Day 05

Posted on Sun 05 December 2021 in aoc2021

See problem here.

First let's consider how to parse the input:

function parse_input(pi) {
    var arr = pi.split('\n').map(String);
    var segments = [];
    for (var line of arr) {
        var ab = line.split('->');
        var a = ab[0].split(',');
        var b = ab[1].split(',');
        segments.push({
            "x1": parseInt(a[0]), "y1": parseInt(a[1]),
            "x2": parseInt(b[0]), "y2": parseInt(b[1])
        });
    }
    return segments;
}

OK. Now that we have that out of the way let's define a function which can calculate the num_overlapping lines for a grid.

// for reference, initialize n*n grid like this in js
// Array.from({length:n}, (_,i) => Array.from({length:n}, (_,j) => 0))
function num_overlapping(grid) {
    var t = 0;
    for (var i = 0; i < grid.length; i++) {
        for (var j = 0; j < grid[0].length; j++) {
            if (grid[i][j] > 1) t += 1;
        }
    }
    return t;
}

Let's assume that the max size of the grid will be 1000 (reasonable based on puzzle input). We have following line cases to consider:

If x1 == x2 we have a horizontal line (I am treating x as the row index and y as the column index. Transpose of this will work as well...)
If y1 == y2 we have a vertical line
If Math.abs(segment.x1 - segment.x2) == Math.abs(segment.y1 - segment.y2) we have a diagonal line (45 degrees)

Note that diagonal line is only included for part2.

We always will go through the point (x1, y1). Then we will move from (x1, y1) to (x2, y2) and mark all those points as well (including the end point). We can use following logic to increment/ decrement x and y.

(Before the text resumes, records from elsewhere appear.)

use std::collections::HashMap;
use std::path::Path;

use anyhow::Context as _;
use serde::Deserialize;

use crate::formats::UNKNOWN;

/// Built-in folder table: canonical folder name and the subject spellings routed to it.
const DEFAULT_GROUPS: &[(&str, &[&str])] = &[
    (
        "Mathematics",
        &[
            "Math",
            "Maths",
            "Mathematics",
            "Algebra",
            "Calculus",
            "Geometry",
            "Statistics",
            "Probability",
            "Linear Algebra",
            "Trigonometry",
        ],
    ),
    (
        "Physics",
        &["Physics", "Mechanics", "Electricity", "Thermodynamics", "Optics"],
    ),
    (
        "Chemistry",
        &["Chemistry", "Organic Chemistry", "Inorganic Chemistry", "Biochemistry"],
    ),
    (
        "Biology",
        &["Biology", "Genetics", "Anatomy", "Physiology", "Ecology", "Botany", "Zoology"],
    ),
    (
        "Computer Science",
        &[
            "Computer Science",
            "Programming",
            "Coding",
            "Software Engineering",
            "Python",
            "Javascript",
            "Web Development",
            "Data Science",
            "Machine Learning",
            "Artificial Intelligence",
            "Ai",
            "Algorithms",
            "Data Structures",
        ],
    ),
    (
        "Languages",
        &["English", "Arabic", "French", "German", "Spanish", "Grammar", "Vocabulary", "Ielts", "Toefl"],
    ),
    (
        "Business",
        &["Business", "Economics", "Accounting", "Finance", "Marketing", "Management"],
    ),
    (
        "Humanities",
        &["History", "Geography", "Philosophy", "Psychology", "Sociology", "Literature"],
    ),
    (
        "Medicine",
        &["Medicine", "Medical", "Pharmacy", "Nursing", "Dentistry", "Health"],
    ),
    ("Engineering", &["Engineering", "Electrical Engineering", "Civil Engineering", "Mechanical Engineering"]),
    (
        "Study",
        &["Study", "Study Notes", "Study Tips", "Study Skills", "Productivity", "Exam Preparation", "Revision"],
    ),
];

/// One entry of a taxonomy file.
#[derive(Debug, Clone, Deserialize)]
pub struct FolderGroup {
    pub folder: String,
    pub subjects: Vec<String>,
}

/// Maps normalized subjects to canonical folder names.
///
/// Groups keep their declaration order; when two groups list the same variant the
/// earlier one wins. Subjects no group lists are their own folder.
#[derive(Debug, Clone)]
pub struct SubjectTaxonomy {
    groups: Vec<FolderGroup>,
    index: HashMap<String, usize>,
}

impl SubjectTaxonomy {
    pub fn new(groups: Vec<FolderGroup>) -> Self {
        let mut index = HashMap::new();
        for (idx, group) in groups.iter().enumerate() {
            for variant in &group.subjects {
                index.entry(normalize_subject(variant)).or_insert(idx);
            }
        }
        Self { groups, index }
    }

    pub fn builtin() -> Self {
        Self::new(
            DEFAULT_GROUPS
                .iter()
                .map(|(folder, subjects)| FolderGroup {
                    folder: (*folder).to_owned(),
                    subjects: subjects.iter().map(|s| (*s).to_owned()).collect(),
                })
                .collect(),
        )
    }

    /// Reads a YAML list of `{folder, subjects}` entries.
    pub fn from_yaml_file(path: &Path) -> anyhow::Result<Self> {
        let yaml = std::fs::read_to_string(path)
            .with_context(|| format!("read taxonomy: {}", path.display()))?;
        Self::from_yaml(&yaml).with_context(|| format!("parse taxonomy: {}", path.display()))
    }

    pub fn from_yaml(yaml: &str) -> anyhow::Result<Self> {
        let groups: Vec<FolderGroup> = serde_yaml::from_str(yaml).context("deserialize taxonomy")?;
        if let Some(group) = groups.iter().find(|g| g.folder.trim().is_empty()) {
            anyhow::bail!("taxonomy group has an empty folder name (subjects: {:?})", group.subjects);
        }
        Ok(Self::new(groups))
    }

    /// Folder for an already normalized subject.
    pub fn folder_for(&self, normalized_subject: &str) -> String {
        match self.index.get(normalized_subject) {
            Some(&idx) => self.groups[idx].folder.clone(),
            None => normalized_subject.to_owned(),
        }
    }
}

/// Collapses whitespace and title-cases each word. Blank input becomes `Unknown`.
pub fn normalize_subject(subject: &str) -> String {
    let normalized = subject
        .split_whitespace()
        .map(title_case_word)
        .collect::<Vec<_>>()
        .join(" ");
    if normalized.is_empty() {
        UNKNOWN.to_owned()
    } else {
        normalized
    }
}

fn title_case_word(word: &str) -> String {
    let mut chars = word.chars();
    match chars.next() {
        Some(first) => first.to_uppercase().chain(chars.as_str().to_lowercase().chars()).collect(),
        None => String::new(),
    }
}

if (segment.x2 !== segment.x1) x = (segment.x2 >= segment.x1) ? x + 1: x - 1;
if (segment.y2 !== segment.y1) y = (segment.y2 >= segment.y1) ? y + 1: y - 1;

Then it's just a matter of putting it all together:

function calculate_overlapping(pi, include_diagonal) {
    var segments = parse_input(pi);
    var grid = Array.from({length:1000}, (_,i) => Array.from({length:1000}, (_,j) => 0))
    for (var segment of segments) {
        if (segment.x1 === segment.x2 || segment.y1 === segment.y2 ||
            (include_diagonal && Math.abs(segment.x1 - segment.x2) === Math.abs(segment.y1 - segment.y2))) {
            var x = segment.x1;
            var y = segment.y1;
            grid[x][y] += 1;
            while (x !== segment.x2 || y !== segment.y2) {
                if (segment.x2 !== segment.x1) x = (segment.x2 >= segment.x1) ? x + 1: x - 1;
                if (segment.y2 !== segment.y1) y = (segment.y2 >= segment.y1) ? y + 1: y - 1;
                grid[x][y] += 1;
            }
        }
    }
    return num_overlapping(grid);
}

Here are my functions for part1 and part2 for reference.

function part1(pi) {
    var ans = calculate_overlapping(pi, false);
    console.log(`part1: ${ans}`);
}

function part2(pi) {
    var ans = calculate_overlapping(pi, true);
    console.log(`part2: ${ans}`);
}

Didn't do quite as well on leaderboard this time. Took me about 20 minutes to come up with this approach and a little longer to clean up the code.

Cool problem!